The possibility that the vast pool of workers was surplus to capital’s requirements was partially hidden by precarity and informality. When the consequences of a low-wage global economy became apparent in terms of inadequate consumption and stalled investment opportunities, the slack was taken up by financialization and credit at individual and national levels, so that debt, personal or collective, becomes a feature of proletarian existence. Once the bubble bursts, however, unleashing a torrent of global unrests, the automation option reappared. Everywhere cheapened labour has revolted the option of technologically eliminating it returns to the table, enhanced by new generations of robots emerging from early twentieth-century wars, and increasingly directed not just against manual work, but at the white-collar jobs of intermediate positions once imagined as secure.

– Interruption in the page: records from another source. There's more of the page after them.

/// Middleware modules for the API server
///
/// - Security headers on every response

pub mod security;
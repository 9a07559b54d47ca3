//! Capture buffer for the streams of a single run.
//!
//! The worker installs a [`CaptureBuffer`] as `sys.stdout` / `sys.stderr`
//! before running learner code. Only stdout is reported back as the run's
//! output; stderr is kept so it counts toward the same byte cap and can be
//! logged.

use std::sync::{Arc, Mutex};

use thiserror::Error;

/// Which stream a write targets.
#[derive(Debug, Clone, Copy, PartialEq, Eq)]
pub enum Stream {
    Stdout,
    Stderr,
}

/// A write was refused because it would exceed the byte cap.
#[derive(Error, Debug, Clone, Copy, PartialEq, Eq)]
#[error("Output limit exceeded: {limit_bytes} bytes")]
pub struct CaptureOverflow {
    pub limit_bytes: usize,
}

struct Captured {
    stdout: Vec<u8>,
    stderr: Vec<u8>,
    limit_bytes: usize,
    overflowed: bool,
}

/// Shared handle to the captured bytes of one run. Clones share state.
#[derive(Clone)]
pub struct CaptureBuffer {
    inner: Arc<Mutex<Captured>>,
}

impl CaptureBuffer {
    pub fn new(limit_bytes: usize) -> Self {
        Self {
            inner: Arc::new(Mutex::new(Captured {
                stdout: Vec::new(),
                stderr: Vec::new(),
                limit_bytes,
                overflowed: false,
            })),
        }
    }

    /// Append `data` to `stream`. A write that would take the combined size
    /// past the cap is refused whole and leaves the buffer unchanged.
    pub fn write(&self, stream: Stream, data: &[u8]) -> Result<(), CaptureOverflow> {
        let mut inner = self.inner.lock().expect("capture buffer mutex poisoned");
        if inner.stdout.len() + inner.stderr.len() + data.len() > inner.limit_bytes {
            inner.overflowed = true;
            return Err(CaptureOverflow {
                limit_bytes: inner.limit_bytes,
            });
        }
        match stream {
            Stream::Stdout => inner.stdout.extend_from_slice(data),
            Stream::Stderr => inner.stderr.extend_from_slice(data),
        }
        Ok(())
    }

    pub fn overflowed(&self) -> bool {
        self.inner
            .lock()
            .expect("capture buffer mutex poisoned")
            .overflowed
    }

    /// Captured stdout, with invalid UTF-8 replaced by U+FFFD.
    pub fn stdout(&self) -> String {
        let inner = self.inner.lock().expect("capture buffer mutex poisoned");
        String::from_utf8_lossy(&inner.stdout).into_owned()
    }

    /// Captured stderr, with invalid UTF-8 replaced by U+FFFD.
    pub fn stderr(&self) -> String {
        let inner = self.inner.lock().expect("capture buffer mutex poisoned");
        String::from_utf8_lossy(&inner.stderr).into_owned()
    }
}

// ── Unit tests ────────────────────────────────────────────────────────────────

#[cfg(test)]
mod tests {
    use super::*;

    // (1) streams are kept apart
    #[test]
    fn test_streams_are_separate() {
        let buf = CaptureBuffer::new(64);
        buf.write(Stream::Stdout, b"out").unwrap();
        buf.write(Stream::Stderr, b"err").unwrap();
        assert_eq!(buf.stdout(), "out");
        assert_eq!(buf.stderr(), "err");
    }

    // (2) the cap covers both streams and a refused write changes nothing
    #[test]
    fn test_combined_cap() {
        let buf = CaptureBuffer::new(8);
        buf.write(Stream::Stdout, b"12345").unwrap();
        let err = buf.write(Stream::Stderr, b"6789").unwrap_err();
        assert_eq!(err.limit_bytes, 8);
        assert!(buf.overflowed());
        assert_eq!(buf.stderr(), "");
        // Exactly filling the cap is fine.
        buf.write(Stream::Stderr, b"678").unwrap();
        assert_eq!(buf.stderr(), "678");
    }

    // (3) clones observe the same bytes
    #[test]
    fn test_clone_shares_state() {
        let buf = CaptureBuffer::new(64);
        let writer = buf.clone();
        writer.write(Stream::Stdout, b"shared").unwrap();
        assert_eq!(buf.stdout(), "shared");
    }

    // (4) invalid UTF-8 is replaced, not a panic
    #[test]
    fn test_lossy_decoding() {
        let buf = CaptureBuffer::new(64);
        buf.write(Stream::Stdout, &[b'a', 0xFF]).unwrap();
        assert_eq!(buf.stdout(), "a\u{FFFD}");
    }
}
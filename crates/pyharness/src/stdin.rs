//! Sources for the learner's `input()` calls.
//!
//! Program questions feed `input()` from the test case's input text, one
//! line per call, and return `""` once the lines run out so a program that
//! reads too much keeps going instead of hanging. Function questions have no
//! input text; there `input()` is answered by an optional [`Prompter`], and
//! without one it raises `EOFError`.

use std::collections::VecDeque;
use std::fmt;
use std::sync::Arc;

/// Answers interactive `input(prompt)` calls in function mode.
///
/// Returning `None` signals end of input and surfaces in Python as
/// `EOFError`. Implementations are called from the worker thread.
pub trait Prompter: Send + Sync {
    fn prompt(&self, message: &str) -> Option<String>;
}

impl<F> Prompter for F
where
    F: Fn(&str) -> Option<String> + Send + Sync,
{
    fn prompt(&self, message: &str) -> Option<String> {
        self(message)
    }
}

/// Line queue for program-mode runs.
#[derive(Debug, Clone, Default, PartialEq, Eq)]
pub struct StdinFeed {
    lines: VecDeque<String>,
}

impl StdinFeed {
    pub fn new(lines: Vec<String>) -> Self {
        Self {
            lines: lines.into(),
        }
    }

    /// Split `text` the way [`str::lines`] does: `\n` or `\r\n` separated, no
    /// trailing empty line.
    pub fn from_text(text: &str) -> Self {
        Self::new(text.lines().map(str::to_owned).collect())
    }

    /// Next line, or `""` once exhausted.
    pub fn next_line(&mut self) -> String {
        self.lines.pop_front().unwrap_or_default()
    }

    pub fn remaining(&self) -> usize {
        self.lines.len()
    }
}

/// What a single run's `input()` reads from.
pub(crate) enum InputSource {
    Lines(StdinFeed),
    Prompt(Arc<dyn Prompter>),
    Closed,
}

impl InputSource {
    pub(crate) fn for_run(stdin_lines: Option<Vec<String>>, prompter: Option<&Arc<dyn Prompter>>) -> Self {
        match (stdin_lines, prompter) {
            (Some(lines), _) => InputSource::Lines(StdinFeed::new(lines)),
            (None, Some(prompter)) => InputSource::Prompt(Arc::clone(prompter)),
            (None, None) => InputSource::Closed,
        }
    }

    /// `None` means end of input.
    pub(crate) fn read(&mut self, prompt: &str) -> Option<String> {
        match self {
            InputSource::Lines(feed) => Some(feed.next_line()),
            InputSource::Prompt(prompter) => prompter.prompt(prompt),
            InputSource::Closed => None,
        }
    }
}

impl fmt::Debug for InputSource {
    fn fmt(&self, f: &mut fmt::Formatter<'_>) -> fmt::Result {
        match self {
            InputSource::Lines(feed) => f.debug_tuple("Lines").field(feed).finish(),
            InputSource::Prompt(_) => f.write_str("Prompt"),
            InputSource::Closed => f.write_str("Closed"),
        }
    }
}

// ── Tests ─────────────────────────────────────────────────────────────────────
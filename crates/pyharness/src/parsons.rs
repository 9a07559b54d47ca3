//! Board model for Parsons questions.
//!
//! The learner drags shuffled source lines from a pool into a solution area.
//! Every placed line can hold its own nested lines, which is how blocks are
//! expressed, so the solution is a tree. Code is rebuilt from it depth first:
//! top-level lines get no indent and each level of nesting adds four spaces.

use rand::seq::SliceRandom;
use rand::Rng;
use serde::Serialize;

use crate::error::LayoutError;

const INDENT: &str = "    ";

/// A placed line and the lines nested under it.
#[derive(Debug, Clone, PartialEq, Eq, Serialize)]
pub struct ParsonsLine {
    pub content: String,
    pub children: Vec<ParsonsLine>,
}

impl ParsonsLine {
    pub fn new(content: impl Into<String>) -> Self {
        Self {
            content: content.into().trim().to_owned(),
            children: Vec::new(),
        }
    }

    pub fn with_children(mut self, children: Vec<ParsonsLine>) -> Self {
        self.children = children;
        self
    }
}

#[derive(Debug, Clone, Default, PartialEq, Eq, Serialize)]
pub struct ParsonsBoard {
    pool: Vec<String>,
    placed: Vec<ParsonsLine>,
}

impl ParsonsBoard {
    /// A board whose pool holds the non-blank lines of `source`, trimmed and
    /// shuffled with `rng`.
    pub fn new<R: Rng + ?Sized>(source: &str, rng: &mut R) -> Self {
        let mut pool: Vec<String> = source
            .lines()
            .map(str::trim)
            .filter(|line| !line.is_empty())
            .map(str::to_owned)
            .collect();
        pool.shuffle(rng);
        Self {
            pool,
            placed: Vec::new(),
        }
    }

    /// A board with an empty pool and `layout` already placed. Each level of
    /// indentation is four spaces; blank lines are skipped.
    pub fn from_layout(layout: &str) -> Result<Self, LayoutError> {
        let mut placed = Vec::new();
        let mut previous_depth: Option<usize> = None;

        for (index, raw) in layout.lines().enumerate() {
            let line_number = index + 1;
            if raw.trim().is_empty() {
                continue;
            }
            let indent = raw.len() - raw.trim_start_matches(' ').len();
            if raw[indent..].starts_with('\t') || indent % INDENT.len() != 0 {
                return Err(LayoutError::Misaligned { line: line_number });
            }
            let depth = indent / INDENT.len();
            let max_depth = previous_depth.map_or(0, |d| d + 1);
            if depth > max_depth {
                return Err(LayoutError::UnexpectedIndent { line: line_number });
            }

            let container = container_at_depth(&mut placed, depth)
                .ok_or(LayoutError::UnexpectedIndent { line: line_number })?;
            container.push(ParsonsLine::new(raw));
            previous_depth = Some(depth);
        }

        Ok(Self {
            pool: Vec::new(),
            placed,
        })
    }

    pub fn pool(&self) -> &[String] {
        &self.pool
    }

    pub fn placed(&self) -> &[ParsonsLine] {
        &self.placed
    }

    /// Move pool line `pool_index` to the end of the container at `path`.
    ///
    /// `path` lists child indices from the top level down; an empty path is
    /// the top-level container, `[0]` the lines nested under the first
    /// top-level line, and so on.
    pub fn place(&mut self, pool_index: usize, path: &[usize]) -> Result<(), LayoutError> {
        if pool_index >= self.pool.len() {
            return Err(LayoutError::NoSuchPosition);
        }
        let container = container_at_path(&mut self.placed, path).ok_or(LayoutError::NoSuchPosition)?;
        let content = self.pool.remove(pool_index);
        container.push(ParsonsLine::new(content));
        Ok(())
    }

    /// Rebuild the program text, one `\n`-terminated line per placed line.
    pub fn to_code(&self) -> String {
        let mut code = String::new();
        write_lines(&self.placed, 0, &mut code);
        code
    }
}

fn write_lines(lines: &[ParsonsLine], depth: usize, out: &mut String) {
    for line in lines {
        out.push_str(&INDENT.repeat(depth));
        out.push_str(&line.content);
        out.push('\n');
        write_lines(&line.children, depth + 1, out);
    }
}

/// The container `depth` levels down, following the last line each time.
fn container_at_depth(roots: &mut Vec<ParsonsLine>, depth: usize) -> Option<&mut Vec<ParsonsLine>> {
    let mut container = roots;
    for _ in 0..depth {
        container = &mut container.last_mut()?.children;
    }
    Some(container)
}

fn container_at_path<'a>(
    roots: &'a mut Vec<ParsonsLine>,
    path: &[usize],
) -> Option<&'a mut Vec<ParsonsLine>> {
    let mut container = roots;
    for &index in path {
        container = &mut container.get_mut(index)?.children;
    }
    Some(container)
}

// ── Tests ─────────────────────────────────────────────────────────────────────

#[cfg(test)]
mod tests {
    use super::*;
    use rand::rngs::StdRng;
    use rand::SeedableRng;

    const SOURCE: &str = "def count_down(n):\n    while n > 0:\n        print(n)\n        n -= 1\n    print('Go!')\n";

    // (1) nesting depth becomes four spaces per level
    #[test]
    fn test_to_code_indents_by_depth() {
        let board = ParsonsBoard {
            pool: Vec::new(),
            placed: vec![ParsonsLine::new("def f():").with_children(vec![
                ParsonsLine::new("for i in range(2):")
                    .with_children(vec![ParsonsLine::new("print(i)")]),
                ParsonsLine::new("return 1"),
            ])],
        };
        assert_eq!(
            board.to_code(),
            "def f():\n    for i in range(2):\n        print(i)\n    return 1\n"
        );
    }

    // (2) a layout reads back to the same code
    #[test]
    fn test_from_layout() {
        let board = ParsonsBoard::from_layout(SOURCE).unwrap();
        assert_eq!(board.to_code(), SOURCE);
        assert_eq!(board.placed().len(), 1);
        assert_eq!(board.placed()[0].children.len(), 2);
    }

    // (3) malformed layouts are rejected with the offending line
    #[test]
    fn test_bad_layouts() {
        assert_eq!(
            ParsonsBoard::from_layout("x = 1\n  y = 2"),
            Err(LayoutError::Misaligned { line: 2 })
        );
        assert_eq!(
            ParsonsBoard::from_layout("x = 1\n        y = 2"),
            Err(LayoutError::UnexpectedIndent { line: 2 })
        );
        assert_eq!(
            ParsonsBoard::from_layout("    x = 1"),
            Err(LayoutError::UnexpectedIndent { line: 1 })
        );
    }

    // (4) the pool is the trimmed source lines in some order
    #[test]
    fn test_pool_is_shuffled_source() {
        let mut rng = StdRng::seed_from_u64(7);
        let board = ParsonsBoard::new(SOURCE, &mut rng);
        let mut pool = board.pool().to_vec();
        pool.sort();
        let mut expected: Vec<String> = SOURCE.lines().map(|l| l.trim().to_owned()).collect();
        expected.sort();
        assert_eq!(pool, expected);
        assert!(board.placed().is_empty());
    }

    // (5) placing lines builds the tree
    #[test]
    fn test_place_lines() {
        let mut board = ParsonsBoard {
            pool: vec!["print(n)".into(), "def show(n):".into()],
            placed: Vec::new(),
        };
        board.place(1, &[]).unwrap();
        board.place(0, &[0]).unwrap();
        assert!(board.pool().is_empty());
        assert_eq!(board.to_code(), "def show(n):\n    print(n)\n");
        assert_eq!(board.place(0, &[]), Err(LayoutError::NoSuchPosition));
    }

    #[test]
    fn test_place_into_missing_container() {
        let mut board = ParsonsBoard {
            pool: vec!["x".into()],
            placed: Vec::new(),
        };
        assert_eq!(board.place(0, &[3]), Err(LayoutError::NoSuchPosition));
        assert_eq!(board.pool().len(), 1);
    }
}
// pyharness: sandboxed Python test harness for programming-practice questions, on RustPython.

pub mod backend;
pub mod cache;
pub mod config;
pub mod coordinator;
pub mod debugging;
pub mod error;
pub mod feedback;
pub mod legacy;
pub mod output;
pub mod parsons;
pub mod question;
pub mod runner;
pub mod session;
pub mod stdin;
pub mod testcase;
pub mod types;
pub(crate) mod vm;
pub mod worker;

pub use backend::{AttemptPayload, AttemptRecorder, AttemptResponse, BackendClient, StyleReport};
pub use config::HarnessConfig;
pub use coordinator::Coordinator;
pub use error::{BackendError, ConfigError, EditError, LayoutError, LoadError, SessionError, StyleCheckError, WorkerError};
pub use feedback::{Banner, RowReport, RowStatus, RunReport};
pub use legacy::{LegacyJudge, RemoteOutcome};
pub use question::{Answer, QuestionPage, QuestionType};
pub use runner::{run_all, Executor, IndentationWarning, RunSummary, NO_CODE_MESSAGE};
pub use session::{QuestionSession, SessionState, StateListener};
pub use stdin::Prompter;
pub use testcase::{InputMode, RawTestCase, TestCase, TestCaseKind};
pub use types::{
    ExecutionRequest, ExecutionResult, FailureKind, SandboxSettings, DEFAULT_ALLOWED_MODULES, DEFAULT_TIMEOUT_MS,
};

Cyber-Proletariat is a follow-up to Dyer-Witheford’s Cyber-Marx (1999) a more theoretical work which looks at how Marx and certain strains of Marxism have remained relevant in the new world of “high-technology capitalism”. What to call the kind of capitalism we currently live in remains contentious - in the later book “high-technology capitalism” becomes “the digital vortex” - with various other options on the table: post-industrial society (Bell, Toffler), information society, late-capitalism (Mandel and - with reservations - Jameson), and not the least value in reading Dyer-Witheford is recognizing that the platitudes and certainties offered up in first-year LIS courses are anything but as sure and certain as we are led to believe.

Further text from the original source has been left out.